» **Task item**: Pull out every line below that contains the word "PlanRenderer".

-- Given data follows --

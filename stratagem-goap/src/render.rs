// Read-only rendering of finished plans, for logs, debugging overlays, and
// GraphViz dumps.

use std::fmt::Write;

use crate::plan::Plan;

/// Output format for a rendered plan.
#[derive(Debug, Clone, Copy, PartialEq, Eq)]
pub enum RenderFormat {
    /// Numbered step list.
    Text,
    /// DOT digraph for GraphViz.
    Dot,
    /// JSON for programmatic consumption.
    Json,
}

/// Renders a plan's ordered steps and their snapshot bindings.
pub struct PlanRenderer {
    format: RenderFormat,
    show_costs: bool,
    show_bindings: bool,
}

impl PlanRenderer {
    pub fn new(format: RenderFormat) -> Self {
        Self {
            format,
            show_costs: true,
            show_bindings: true,
        }
    }

    pub fn with_costs(mut self, show: bool) -> Self {
        self.show_costs = show;
        self
    }

    pub fn with_bindings(mut self, show: bool) -> Self {
        self.show_bindings = show;
        self
    }

    pub fn render(&self, plan: &Plan) -> String {
        match self.format {
            RenderFormat::Text => self.render_text(plan),
            RenderFormat::Dot => self.render_dot(plan),
            RenderFormat::Json => self.render_json(plan),
        }
    }

    fn render_text(&self, plan: &Plan) -> String {
        let mut out = String::new();

        if self.show_costs {
            let _ = writeln!(
                out,
                "Plan '{}' ({} steps, cost {:.1})",
                plan.label(),
                plan.steps().len(),
                plan.total_cost()
            );
        } else {
            let _ = writeln!(out, "Plan '{}' ({} steps)", plan.label(), plan.steps().len());
        }

        for (i, step) in plan.steps().iter().enumerate() {
            let _ = write!(out, "  {}. {}", i + 1, step.action_name());
            if self.show_bindings && !step.snapshot().is_empty() {
                let bindings: Vec<String> = step
                    .snapshot()
                    .iter()
                    .map(|(k, v)| format!("{}={}", k, v))
                    .collect();
                let _ = write!(out, " [{}]", bindings.join(", "));
            }
            out.push('\n');
        }

        out
    }

    fn render_dot(&self, plan: &Plan) -> String {
        let mut out = String::new();
        let _ = writeln!(out, "digraph plan {{");
        let _ = writeln!(out, "  rankdir=LR;");
        let _ = writeln!(out, "  node [shape=box];");

        for (i, step) in plan.steps().iter().enumerate() {
            let mut label = step.action_name();
            if self.show_costs {
                let _ = write!(label, "\\ncost {:.1}", step.cost());
            }
            if self.show_bindings {
                for (key, value) in step.snapshot() {
                    let _ = write!(label, "\\n{} = {}", key, value);
                }
            }
            let _ = writeln!(out, "  step{} [label=\"{}\"];", i, label);
        }

        for i in 1..plan.steps().len() {
            let _ = writeln!(out, "  step{} -> step{};", i - 1, i);
        }

        let _ = writeln!(out, "}}");
        out
    }

    fn render_json(&self, plan: &Plan) -> String {
        let steps: Vec<serde_json::Value> = plan
            .steps()
            .iter()
            .map(|step| {
                let snapshot: serde_json::Map<String, serde_json::Value> = step
                    .snapshot()
                    .iter()
                    .map(|(k, v)| {
                        (
                            k.clone(),
                            serde_json::to_value(v).unwrap_or(serde_json::Value::Null),
                        )
                    })
                    .collect();
                serde_json::json!({
                    "action": step.action_name(),
                    "cost": step.cost(),
                    "snapshot": snapshot,
                })
            })
            .collect();

        let doc = serde_json::json!({
            "label": plan.label(),
            "total_cost": plan.total_cost(),
            "steps": steps,
        });

        serde_json::to_string_pretty(&doc).unwrap_or_default()
    }
}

-- Given data concluded --

» **Response box**:
pub struct PlanRenderer {
impl PlanRenderer {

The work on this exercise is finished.